** Opening THE DATA block **
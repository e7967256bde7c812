//! Application services for task lifecycle orchestration.

mod lifecycle;

pub use lifecycle::{TaskLifecycleError, TaskLifecycleResult, TaskLifecycleService};
//! Thread-safe in-memory append-only history log.

use async_trait::async_trait;
use std::sync::{Arc, RwLock};

use crate::task::{
    domain::{TaskHistoryEntry, TaskId},
    ports::{TaskHistoryRepository, TaskRepositoryError, TaskRepositoryResult},
};

/// Thread-safe in-memory history log.
///
/// Append-only: the backing vector is only ever pushed to, so readers see
/// entries in write order without further coordination.
#[derive(Debug, Clone, Default)]
pub struct InMemoryTaskHistoryRepository {
    entries: Arc<RwLock<Vec<TaskHistoryEntry>>>,
}

impl InMemoryTaskHistoryRepository {
    /// Creates an empty history log.
    #[must_use]
    pub fn new() -> Self {
        Self::default()
    }
}

#[async_trait]
impl TaskHistoryRepository for InMemoryTaskHistoryRepository {
    async fn append(&self, entry: &TaskHistoryEntry) -> TaskRepositoryResult<()> {
        let mut entries = self.entries.write().map_err(|err| {
            TaskRepositoryError::persistence(std::io::Error::other(err.to_string()))
        })?;
        entries.push(entry.clone());
        Ok(())
    }

    async fn for_task(&self, task_id: TaskId) -> TaskRepositoryResult<Vec<TaskHistoryEntry>> {
        let entries = self.entries.read().map_err(|err| {
            TaskRepositoryError::persistence(std::io::Error::other(err.to_string()))
        })?;
        Ok(entries
            .iter()
            .filter(|entry| entry.task_id() == task_id)
            .cloned()
            .collect())
    }
}
//! Shared pagination contract for store listing operations.
//!
//! Listing operations return a bounded window of items together with an
//! unbounded total count computed over the same filter. The count is never
//! limited by the page window, so clients can render page controls without
//! issuing a second query.

use serde::{Deserialize, Serialize};
use thiserror::Error;

/// Page size applied when the caller does not specify one.
pub const DEFAULT_PAGE_SIZE: u32 = 20;

/// Error returned for out-of-domain pagination parameters.
#[derive(Debug, Clone, Error, PartialEq, Eq)]
#[error("page size must be at least 1")]
pub struct InvalidPageSize;

/// A validated pagination request: zero-based page number plus page size.
#[derive(Debug, Clone, Copy, PartialEq, Eq, Serialize, Deserialize)]
pub struct PageRequest {
    number: u32,
    size: u32,
}

impl PageRequest {
    /// Creates a validated page request.
    ///
    /// # Errors
    ///
    /// Returns [`InvalidPageSize`] when `size` is zero.
    pub const fn new(number: u32, size: u32) -> Result<Self, InvalidPageSize> {
        if size == 0 {
            return Err(InvalidPageSize);
        }
        Ok(Self { number, size })
    }

    /// Returns the zero-based page number.
    #[must_use]
    pub const fn number(self) -> u32 {
        self.number
    }

    /// Returns the page size.
    #[must_use]
    pub const fn size(self) -> u32 {
        self.size
    }

    /// Returns the number of items to skip before this page starts.
    #[must_use]
    pub const fn offset(self) -> usize {
        (self.number as usize).saturating_mul(self.size as usize)
    }
}

impl Default for PageRequest {
    fn default() -> Self {
        Self {
            number: 0,
            size: DEFAULT_PAGE_SIZE,
        }
    }
}

/// One page of results plus the unbounded total count over the same filter.
#[derive(Debug, Clone, PartialEq, Eq, Serialize, Deserialize)]
pub struct Page<T> {
    /// Items within the requested window.
    pub items: Vec<T>,
    /// Total matching items, not limited by the window.
    pub total_count: u64,
    /// Zero-based page number the window corresponds to.
    pub number: u32,
    /// Requested page size.
    pub size: u32,
}

impl<T> Page<T> {
    /// Windows a fully filtered result set into one page.
    ///
    /// The total count is taken from the unwindowed input length, preserving
    /// the bounded-page/unbounded-count contract.
    #[must_use]
    pub fn from_filtered(filtered: Vec<T>, request: PageRequest) -> Self {
        let total_count = filtered.len() as u64;
        let items = filtered
            .into_iter()
            .skip(request.offset())
            .take(request.size() as usize)
            .collect();
        Self {
            items,
            total_count,
            number: request.number(),
            size: request.size(),
        }
    }
}

#[cfg(test)]
#[expect(
    clippy::expect_used,
    reason = "Test code uses expect for assertion clarity"
)]
mod tests {
    use super::{DEFAULT_PAGE_SIZE, InvalidPageSize, Page, PageRequest};

    #[test]
    fn default_request_uses_first_page_of_twenty() {
        let request = PageRequest::default();
        assert_eq!(request.number(), 0);
        assert_eq!(request.size(), DEFAULT_PAGE_SIZE);
    }

    #[test]
    fn zero_page_size_is_rejected() {
        assert_eq!(PageRequest::new(3, 0), Err(InvalidPageSize));
    }

    #[test]
    fn windowing_preserves_unbounded_total_count() {
        let request = PageRequest::new(1, 3).expect("valid page request");
        let page = Page::from_filtered((0..10).collect::<Vec<_>>(), request);

        assert_eq!(page.items, vec![3, 4, 5]);
        assert_eq!(page.total_count, 10);
        assert_eq!(page.number, 1);
        assert_eq!(page.size, 3);
    }

    #[test]
    fn window_past_the_end_is_empty_but_counted() {
        let request = PageRequest::new(5, 4).expect("valid page request");
        let page = Page::from_filtered(vec!['a', 'b'], request);

        assert!(page.items.is_empty());
        assert_eq!(page.total_count, 2);
    }
}
//! In-process task service client.
//!
//! Implements the remote boundary against a task lifecycle service living
//! in the same process, for tests and single-process deployments. The hop
//! semantics are preserved exactly: the forwarded token is re-resolved
//! against the identity directory on every call, with no caller-context
//! sharing across the boundary.

use async_trait::async_trait;
use std::sync::Arc;

use crate::access::{BearerToken, CallerContext};
use crate::identity::ports::IdentityDirectory;
use crate::submission::ports::{TaskClientError, TaskClientResult, TaskServiceClient};
use crate::task::{
    domain::{Task, TaskId},
    ports::{TaskHistoryRepository, TaskRepository},
    services::{TaskLifecycleError, TaskLifecycleService},
};
use mockable::Clock;

/// Task service client that dispatches in process.
#[derive(Clone)]
pub struct InProcessTaskClient<R, H, C, D>
where
    R: TaskRepository,
    H: TaskHistoryRepository,
    C: Clock + Send + Sync,
    D: IdentityDirectory,
{
    service: Arc<TaskLifecycleService<R, H, C>>,
    directory: Arc<D>,
}

impl<R, H, C, D> InProcessTaskClient<R, H, C, D>
where
    R: TaskRepository,
    H: TaskHistoryRepository,
    C: Clock + Send + Sync,
    D: IdentityDirectory,
{
    /// Creates a client over an in-process task service and the identity
    /// directory used for per-hop token resolution.
    #[must_use]
    pub const fn new(service: Arc<TaskLifecycleService<R, H, C>>, directory: Arc<D>) -> Self {
        Self { service, directory }
    }

    /// Resolves the forwarded token as the receiving hop would.
    async fn resolve_caller(&self, token: &BearerToken) -> TaskClientResult<CallerContext> {
        let profile = self
            .directory
            .resolve_profile(token)
            .await
            .map_err(|err| TaskClientError::Remote {
                kind: err.kind(),
                message: err.to_string(),
            })?;
        Ok(CallerContext::new(profile, token.clone()))
    }
}

fn map_service_error(err: TaskLifecycleError) -> TaskClientError {
    TaskClientError::Remote {
        kind: err.kind(),
        message: err.to_string(),
    }
}

#[async_trait]
impl<R, H, C, D> TaskServiceClient for InProcessTaskClient<R, H, C, D>
where
    R: TaskRepository,
    H: TaskHistoryRepository,
    C: Clock + Send + Sync,
    D: IdentityDirectory,
{
    async fn get_task(&self, task_id: TaskId, token: &BearerToken) -> TaskClientResult<Task> {
        self.resolve_caller(token).await?;
        self.service
            .get_task(task_id)
            .await
            .map_err(map_service_error)
    }

    async fn complete_task(&self, task_id: TaskId, token: &BearerToken) -> TaskClientResult<Task> {
        let caller = self.resolve_caller(token).await?;
        self.service
            .complete_task(task_id, &caller)
            .await
            .map_err(map_service_error)
    }
}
** Closing THE DATA block **
- **PROBLEM TO SOLVE**
Here the output must be the lines above from the line with "so readers see" to the line with "pub struct InMemoryTaskHistoryRepository", both included, duplicated word for word and nothing else.

- **WRITTEN SOLUTION**
/// Append-only: the backing vector is only ever pushed to, so readers see
/// entries in write order without further coordination.
#[derive(Debug, Clone, Default)]
pub struct InMemoryTaskHistoryRepository {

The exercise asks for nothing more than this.